Слово «тихий» скрывало в себе для Казакова некое коренное свойство поморского, вообще русского характера – под стать гордому смирению. О нем, может быть, первым заявил во всеуслышанье Карамзин, когда назвал «некоторые постоянные правила великодушия в действиях сего, часто легкомысленного народа». А таковыми правилами, по мнению великого историографа, были: «не превозноситься в успехах, изъявлять умеренность в счастии, твердость в бедствиях, давать пристанище изгнанникам, верно исполнять договоры…» Толстой же в «Севастопольских рассказах», как известно, в поисках разгадки поведения русского солдата в условиях непереносимых, поклонялся его, солдата, «молчаливому, бессознательному величию и твердости духа», его «стыдливости перед собственным достоинством».

Таким же чувством проникнут и казаковский «Северный дневник».

Если соглашаться с оценочно-рассудочным «здравым смыслом», если идти на поводу у искушенного в житейской хитрости обывателя, то напряженная, дисциплинирующая волю и закаляющая характер жизнь в северных широтах – с полярными ночами, со стужей и затерянностью человека в немереных ледяных пространствах, со смертельным риском на морских промыслах, – такая жизнь, такое «некомфортное» житье покажется кому-то неоправданной жертвой. Но житель поморских деревень в глубине души питает и к земле своих предков, и к отчему дому «любовь без хитрости» – так он воспитан православным преданием и всем ходом отечественной истории.

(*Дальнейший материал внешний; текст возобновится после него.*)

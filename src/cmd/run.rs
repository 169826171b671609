use crate::reports;
use clap::Args;
use evoforge::config::Config;
use evoforge::error::EvoResult;
use evoforge::phenotype::PhenotypeRecord;
use evoforge::population::{Simulation, SimulationOptions, SimulationResult, UpdateStats};
use evoforge::settings::RunSettings;
use rayon::prelude::*;
use std::path::{Path, PathBuf};
use std::sync::Arc;
use std::time::Duration;
use tracing::info;

#[derive(Args, Debug, Clone)]
pub struct RunArgs {
    #[command(flatten)]
    pub config: Config,

    /// Independent runs, seeded `seed + i`.
    #[arg(short = 'r', long, default_value_t = 1)]
    pub replicates: usize,

    /// Wall-clock limit per replicate, in seconds.
    #[arg(short = 'T', long)]
    pub time: Option<u64>,

    /// Write per-update statistics of every replicate as CSV.
    #[arg(long)]
    pub stats_csv: Option<PathBuf>,

    /// Write the final flat phenotype record of every organism as CSV.
    #[arg(long)]
    pub snapshot: Option<PathBuf>,
}

pub struct ReplicateOutcome {
    pub replicate: usize,
    pub seed: u64,
    pub result: SimulationResult,
    pub snapshot: Vec<(usize, PhenotypeRecord)>,
}

fn run_replicate(
    replicate: usize,
    config: &Config,
    base: &RunSettings,
    max_time: Option<Duration>,
    report_interval: usize,
) -> EvoResult<ReplicateOutcome> {
    let mut settings = base.clone();
    settings.seed = base.seed + replicate as u64;
    let seed = settings.seed;

    let mut options = SimulationOptions::from(config);
    options.max_time = max_time;

    let mut sim = Simulation::new(Arc::new(settings), options)?;
    let result = sim.run(move |stats: &UpdateStats| {
        if report_interval > 0 && stats.update % report_interval == 0 {
            info!(
                "Rep {:3} | Upd {:5} | Orgs: {:5} | Merit: {:.2} | Gen: {:.2}",
                replicate, stats.update, stats.num_organisms, stats.ave_merit, stats.ave_generation
            );
        }
        true
    })?;

    Ok(ReplicateOutcome {
        replicate,
        seed,
        result,
        snapshot: sim.snapshot(),
    })
}

pub fn run(args: RunArgs, config: Config, settings: Arc<RunSettings>) -> EvoResult<()> {
    let replicates = args.replicates.max(1);
    info!(
        "🔥 Running {} replicate(s) of {} updates on {} slots",
        replicates, config.driver.updates, settings.world_size
    );

    let max_time = args.time.map(Duration::from_secs);
    let report_interval = if replicates == 1 { 10 } else { 0 };

    let mut outcomes: Vec<ReplicateOutcome> = (0..replicates)
        .into_par_iter()
        .map(|i| run_replicate(i, &config, &settings, max_time, report_interval))
        .collect::<EvoResult<_>>()?;
    outcomes.sort_by_key(|o| o.replicate);

    println!("\n=== 🏆 FINAL RESULT ===");
    reports::print_replicate_summary(&outcomes);

    if let Some(path) = &args.stats_csv {
        write_stats_csv(path, &outcomes)?;
        info!("💾 Update statistics written to {}", path.display());
    }
    if let Some(path) = &args.snapshot {
        write_snapshot_csv(path, &outcomes)?;
        info!("💾 Phenotype snapshot written to {}", path.display());
    }
    Ok(())
}

const STATS_HEADER: [&str; 13] = [
    "replicate",
    "update",
    "num_organisms",
    "births",
    "deaths",
    "idle_ticks",
    "ave_merit",
    "max_merit",
    "ave_fitness",
    "ave_gestation",
    "ave_generation",
    "total_divides",
    "tasks_last_gen",
];

fn write_stats_csv(path: &Path, outcomes: &[ReplicateOutcome]) -> EvoResult<()> {
    let mut wtr = csv::Writer::from_path(path)?;
    wtr.write_record(STATS_HEADER)?;
    for o in outcomes {
        for s in &o.result.history {
            wtr.write_record([
                o.replicate.to_string(),
                s.update.to_string(),
                s.num_organisms.to_string(),
                s.births.to_string(),
                s.deaths.to_string(),
                s.idle_ticks.to_string(),
                s.ave_merit.to_string(),
                s.max_merit.to_string(),
                s.ave_fitness.to_string(),
                s.ave_gestation.to_string(),
                s.ave_generation.to_string(),
                s.total_divides.to_string(),
                s.tasks_last_gen.to_string(),
            ])?;
        }
    }
    wtr.flush()?;
    Ok(())
}

/// One row per organism: replicate, slot, then the flat record.
fn write_snapshot_csv(path: &Path, outcomes: &[ReplicateOutcome]) -> EvoResult<()> {
    let mut wtr = csv::WriterBuilder::new()
        .has_headers(false)
        .flexible(true)
        .from_path(path)?;
    for o in outcomes {
        for (slot, record) in &o.snapshot {
            let mut row = vec![o.replicate.to_string(), slot.to_string()];
            row.extend(record.to_flat().iter().map(f64::to_string));
            wtr.write_record(&row)?;
        }
    }
    wtr.flush()?;
    Ok(())
}
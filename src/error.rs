use thiserror::Error;

#[derive(Error, Debug)]
pub enum EvoError {
    #[error("IO Error: {0}")]
    Io(#[from] std::io::Error),

    #[error("CSV Error: {0}")]
    Csv(#[from] csv::Error),

    #[error("JSON Parsing Error: {0}")]
    Json(#[from] serde_json::Error),

    #[error("Configuration Error: {0}")]
    Config(String),

    #[error("Index {index} out of range for weighted index of size {size}")]
    Range { index: usize, size: usize },

    #[error("Invalid weight {0}: weights must be finite and non-negative")]
    InvalidWeight(f64),

    #[error("Slot {slot} does not belong to deme {deme}")]
    InvalidSlot { slot: usize, deme: usize },

    #[error("Record Error: {0}")]
    Record(String),
}

pub type EvoResult<T> = Result<T, EvoError>;
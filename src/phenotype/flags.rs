use serde::{Deserialize, Serialize};
use std::marker::PhantomData;
use strum::{EnumCount, IntoEnumIterator};
use strum_macros::{Display, EnumCount as EnumCountMacro, EnumIter};

/// Categories of altruistic donation an organism can perform.
#[derive(Debug, Clone, Copy, PartialEq, Eq, Hash, EnumIter, EnumCountMacro, Display)]
pub enum DonorKind {
    General,
    Rand,
    Null,
    Kin,
    Edit,
    Gbg,
    TrueGb,
    ThreshGb,
    QuantaThreshGb,
}

/// Categories of donation an organism can receive.
#[derive(Debug, Clone, Copy, PartialEq, Eq, Hash, EnumIter, EnumCountMacro, Display)]
pub enum ReceiverKind {
    General,
    Rand,
    Kin,
    Edit,
    Gbg,
    TrueGb,
    ThreshGb,
    QuantaThreshGb,
}

pub trait FlagKind: Copy + IntoEnumIterator {
    fn index(self) -> usize;
}

impl FlagKind for DonorKind {
    #[inline(always)]
    fn index(self) -> usize {
        self as usize
    }
}

impl FlagKind for ReceiverKind {
    #[inline(always)]
    fn index(self) -> usize {
        self as usize
    }
}

/// A status flag for this generation and its value at the previous reset.
#[derive(Debug, Clone, Copy, Default, PartialEq, Eq, Serialize, Deserialize)]
pub struct FlagPair {
    pub cur: bool,
    pub last: bool,
}

impl FlagPair {
    #[inline(always)]
    fn roll(&mut self) {
        self.last = self.cur;
        self.cur = false;
    }
}

/// One [`FlagPair`] per category, indexed by the category enum.
#[derive(Debug, Clone, PartialEq, Eq)]
pub struct FlagTable<K: FlagKind, const N: usize> {
    pairs: [FlagPair; N],
    _kind: PhantomData<K>,
}

pub type DonorFlags = FlagTable<DonorKind, { DonorKind::COUNT }>;
pub type ReceiverFlags = FlagTable<ReceiverKind, { ReceiverKind::COUNT }>;

impl<K: FlagKind, const N: usize> Default for FlagTable<K, N> {
    fn default() -> Self {
        Self {
            pairs: [FlagPair::default(); N],
            _kind: PhantomData,
        }
    }
}

impl<K: FlagKind, const N: usize> FlagTable<K, N> {
    pub fn get(&self, kind: K) -> FlagPair {
        self.pairs[kind.index()]
    }

    pub fn set(&mut self, kind: K) {
        self.pairs[kind.index()].cur = true;
    }

    pub fn is_set(&self, kind: K) -> bool {
        self.pairs[kind.index()].cur
    }

    pub fn was_set(&self, kind: K) -> bool {
        self.pairs[kind.index()].last
    }

    /// Reset carry rule: every current flag becomes the last flag and the
    /// current flag clears.
    pub fn roll(&mut self) {
        self.pairs.iter_mut().for_each(FlagPair::roll);
    }

    /// Birth rule: a new organism starts clear and inherits the parent's
    /// last flags.
    pub fn inherit(parent: &Self) -> Self {
        let mut out = Self::default();
        for (mine, theirs) in out.pairs.iter_mut().zip(parent.pairs.iter()) {
            mine.last = theirs.last;
        }
        out
    }

    pub fn pairs(&self) -> &[FlagPair] {
        &self.pairs
    }

    pub fn from_pairs(pairs: &[FlagPair]) -> Option<Self> {
        let pairs: [FlagPair; N] = pairs.try_into().ok()?;
        Some(Self {
            pairs,
            _kind: PhantomData,
        })
    }

    pub fn iter(&self) -> impl Iterator<Item = (K, FlagPair)> + '_ {
        K::iter().map(move |k| (k, self.pairs[k.index()]))
    }
}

Ярким примером того, как история обнаруживается в застарелом социальном конфликте, стал включенный в «Северный дневник» рассказ «Нестор и Кир» (1961), непосредственно восходящий своим замыслом, как мы уже знаем, к беломорскому путевому дневнику 1958 года.

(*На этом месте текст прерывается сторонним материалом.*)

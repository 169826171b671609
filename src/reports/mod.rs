use crate::cmd::run::ReplicateOutcome;
use crate::cmd::schedule::SlotFrequency;
use comfy_table::presets::ASCII_FULL;
use comfy_table::{Attribute, Cell, CellAlignment, Color, ContentArrangement, Table};
use evoforge::settings::RunSettings;

fn new_table() -> Table {
    let mut table = Table::new();
    table
        .load_preset(ASCII_FULL)
        .set_content_arrangement(ContentArrangement::Dynamic);
    table
}

fn align_right(table: &mut Table, columns: std::ops::RangeInclusive<usize>) {
    for i in columns {
        if let Some(col) = table.column_mut(i) {
            col.set_cell_alignment(CellAlignment::Right);
        }
    }
}

pub fn print_replicate_summary(outcomes: &[ReplicateOutcome]) {
    let mut table = new_table();

    table.add_row(vec![
        Cell::new("Rep").add_attribute(Attribute::Bold),
        Cell::new("Seed"),
        Cell::new("Updates"),
        Cell::new("Orgs"),
        Cell::new("Births"),
        Cell::new("Merit").fg(Color::Cyan),
        Cell::new("Max Merit"),
        Cell::new("Fitness").fg(Color::Green),
        Cell::new("Gestation"),
        Cell::new("Generation").add_attribute(Attribute::Bold),
        Cell::new("Time"),
    ]);
    align_right(&mut table, 1..=10);

    let best_merit = outcomes
        .iter()
        .filter_map(|o| o.result.last())
        .map(|s| s.ave_merit)
        .fold(f64::NEG_INFINITY, f64::max);

    for o in outcomes {
        let Some(last) = o.result.last() else {
            table.add_row(vec![
                Cell::new(o.replicate).add_attribute(Attribute::Bold),
                Cell::new(o.seed),
                Cell::new("0").fg(Color::Red),
            ]);
            continue;
        };

        let total_births: usize = o.result.history.iter().map(|s| s.births).sum();
        let merit_cell = Cell::new(format!("{:.2}", last.ave_merit));
        let merit_cell = if last.ave_merit == best_merit {
            merit_cell.fg(Color::Green).add_attribute(Attribute::Bold)
        } else {
            merit_cell.fg(Color::Cyan)
        };

        table.add_row(vec![
            Cell::new(o.replicate).add_attribute(Attribute::Bold),
            Cell::new(o.seed),
            Cell::new(o.result.history.len()),
            Cell::new(last.num_organisms),
            Cell::new(total_births),
            merit_cell,
            Cell::new(format!("{:.2}", last.max_merit)),
            Cell::new(format!("{:.4}", last.ave_fitness)).fg(Color::Green),
            Cell::new(format!("{:.1}", last.ave_gestation)),
            Cell::new(format!("{:.2}", last.ave_generation)),
            Cell::new(format!("{:.2}s", o.result.elapsed.as_secs_f64())),
        ]);
    }
    println!("\n{}", table);
}

pub fn print_schedule_report(settings: &RunSettings, draws: usize, rows: &[SlotFrequency]) {
    println!(
        "\nScheduler: {} | {} slots | {} demes | {} draws",
        settings.slicing_method, settings.world_size, settings.num_demes, draws
    );

    let mut table = new_table();
    table.add_row(vec![
        Cell::new("Slot").add_attribute(Attribute::Bold),
        Cell::new("Merit"),
        Cell::new("Expected").fg(Color::Cyan),
        Cell::new("Observed"),
        Cell::new("Delta"),
    ]);
    align_right(&mut table, 1..=4);

    // Color bands are in standard errors of the observed share.
    let fmt_delta = |expected: f64, observed: f64| -> Cell {
        let delta = observed - expected;
        let sigma = (expected * (1.0 - expected) / draws.max(1) as f64).sqrt();
        let text = format!("{:+.5}", delta);
        if sigma == 0.0 || delta.abs() <= 2.0 * sigma {
            Cell::new(text).fg(Color::Green)
        } else if delta.abs() <= 4.0 * sigma {
            Cell::new(text).fg(Color::Yellow)
        } else {
            Cell::new(text).fg(Color::Red)
        }
    };

    for r in rows {
        table.add_row(vec![
            Cell::new(r.slot).add_attribute(Attribute::Bold),
            Cell::new(format!("{:.2}", r.merit)),
            Cell::new(format!("{:.5}", r.expected)).fg(Color::Cyan),
            Cell::new(format!("{:.5}", r.observed)),
            fmt_delta(r.expected, r.observed),
        ]);
    }
    println!("{}", table);
}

Едва ли не в былинном ореоле рисовались Казакову герои этого рассказа. Нестор и Кир, отец и сын, – где встретишь такие старинные имена, как не на Севере? Где найдешь в сохранности такие реликтовые характеры во всей их мощи? Было в Несторе, кудрявом седоватом мужике лет под шестьдесят, что-то звероватое, могучее, проглядывала в нем властная цепкость, крестьянская жилистость и еще – скрытая скорбь. Под стать ему выглядел сын: молодой золотоволосый красавец, широкий в плечах, белозубый, синеглазый, но – дикий, дурачок… Картинная притягательность Нестора и Кира бросалась в глаза, но сразу же и настораживала.

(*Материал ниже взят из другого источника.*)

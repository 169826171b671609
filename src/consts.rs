/// Sentinel stored in a sensed-resource slot that has never been detected.
/// A detection result equal to this value never overwrites a stored reading.
pub const RESOURCE_NOT_DETECTED: f64 = -1.0;

/// Mate selection id given to a freshly built offspring (no mate chosen yet).
pub const MATE_SELECT_UNSET: i32 = -1;

/// Scale applied when converting stored energy into merit.
pub const ENERGY_TO_MERIT_SCALE: f64 = 100.0;

/// Offset between the scheduler seed and the driver seed, so the two
/// streams never coincide for the same run seed.
pub const DRIVER_SEED_OFFSET: u64 = 9999;

/// Default division type recorded for injected organisms.
pub const DEFAULT_DIV_TYPE: f64 = 1.0;
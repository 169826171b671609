pub mod run;
pub mod schedule;
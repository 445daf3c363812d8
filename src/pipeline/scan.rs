// src/pipeline/scan.rs

//! Trigger a backend scan and refresh the views it affects.

use crate::error::Result;
use crate::models::ScanResult;
use crate::services::MarketData;
use crate::services::market::SCAN_ACTION;
use crate::utils::{log, settle};

/// Run a scan of `pages` listing pages, then re-read the dashboard.
///
/// The scan invalidates the dashboard and offer queries, so the second read
/// goes back to the API.
pub async fn run_scan(market: &MarketData, pages: u32) -> Result<ScanResult> {
    log::header("Market Scan");

    log::step(1, 3, "Reading current dashboard");
    let before = market
        .dashboard_stats()
        .await
        .data
        .map(|stats| stats.total_offers);

    log::step(2, 3, &format!("Scanning {pages} page(s)"));
    let result = market.scan(pages).await.inspect_err(|e| {
        log::error(&format!("Scan failed: {e}"));
    })?;
    log::success(&result.message);
    log::mutation(&market.mutations().record(SCAN_ACTION));

    log::step(3, 3, "Refreshing dashboard");
    let after = settle("Dashboard stats", market.dashboard_stats().await)?;

    log::summary(
        "Scan",
        &[
            (
                "Offers before",
                before.map_or_else(|| "unknown".to_string(), |n| n.to_string()),
            ),
            ("Offers after", after.total_offers.to_string()),
        ],
    );
    Ok(result)
}

#[cfg(test)]
mod tests {
    use std::sync::Arc;

    use serde_json::json;

    use super::*;
    use crate::error::AppError;
    use crate::models::Config;
    use crate::transport::testing::ScriptedTransport;

    fn stats(total: u64) -> serde_json::Value {
        json!({
            "total_offers": total,
            "unique_companies": 1,
            "recent_offers": 0,
            "unique_technologies": 0,
            "last_updated": "2024-05-02T10:15:30"
        })
    }

    #[tokio::test(start_paused = true)]
    async fn test_scan_rereads_dashboard() {
        let transport = Arc::new(ScriptedTransport::new());
        transport
            .reply("/dashboard/stats/", Ok(stats(5)))
            .reply("/dashboard/stats/", Ok(stats(25)))
            .reply("/scrape/", Ok(json!({ "message": "Scraped 20 offers" })));
        let market = MarketData::new(transport.clone(), &Config::default());

        let result = run_scan(&market, 1).await.unwrap();
        assert_eq!(result.message, "Scraped 20 offers");
        assert_eq!(transport.calls_to("/dashboard/stats/"), 2);
    }

    #[tokio::test(start_paused = true)]
    async fn test_scan_out_of_range() {
        let transport = Arc::new(ScriptedTransport::new());
        transport.reply("/dashboard/stats/", Ok(stats(5)));
        let market = MarketData::new(transport.clone(), &Config::default());

        let result = run_scan(&market, 42).await;
        assert!(matches!(result, Err(AppError::Validation(_))));
        assert_eq!(transport.calls_to("/scrape/"), 0);
    }
}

Странное ощущение преследовало писателя перед тем, как он оказался в доме Нестора: мнилось ему, будто начал он путешествие в глубокую древность, чуть ли не к варягам; и позже, когда вспыхнул у них с Нестором спор и камнем преткновения в этом отчаянном споре стала ни больше ни меньше как сама история, запечатленная в судьбе Нестора, – это ощущение не пропало, определив эмоциональную доминанту всего рассказа.

Встрече писателя с Нестором и Киром в Кеге, где они жили, предшествует некая прелюдия. Рассказ начинается с того, что, задержавшись из-за пятидневного шторма где-то в поморской деревне, измучившись скукой и ожиданием погоды, писатель собирается в дорогу – до Кеги ему предстоит пройти пешком шестьдесят километров пустынным берегом, по скалистым ущельям. Сколь утомителен этот путь, мы можем судить по дневнику 1958 года и знаем, что не расстояние, не прибрежные горы пугают автора, а больше всего страшит его – одиночество. «Когда идешь и никого нет и ты одинок, – пишет Казаков, почти дословно повторяя текст дневника, – когда одинокое тоже солнце садится в море, когда перед тобой только камни, только мох, кривые елки, брошенные тони, черные покосившиеся кресты – это так нехорошо, будто весь мир вымер и ты остался один на земле».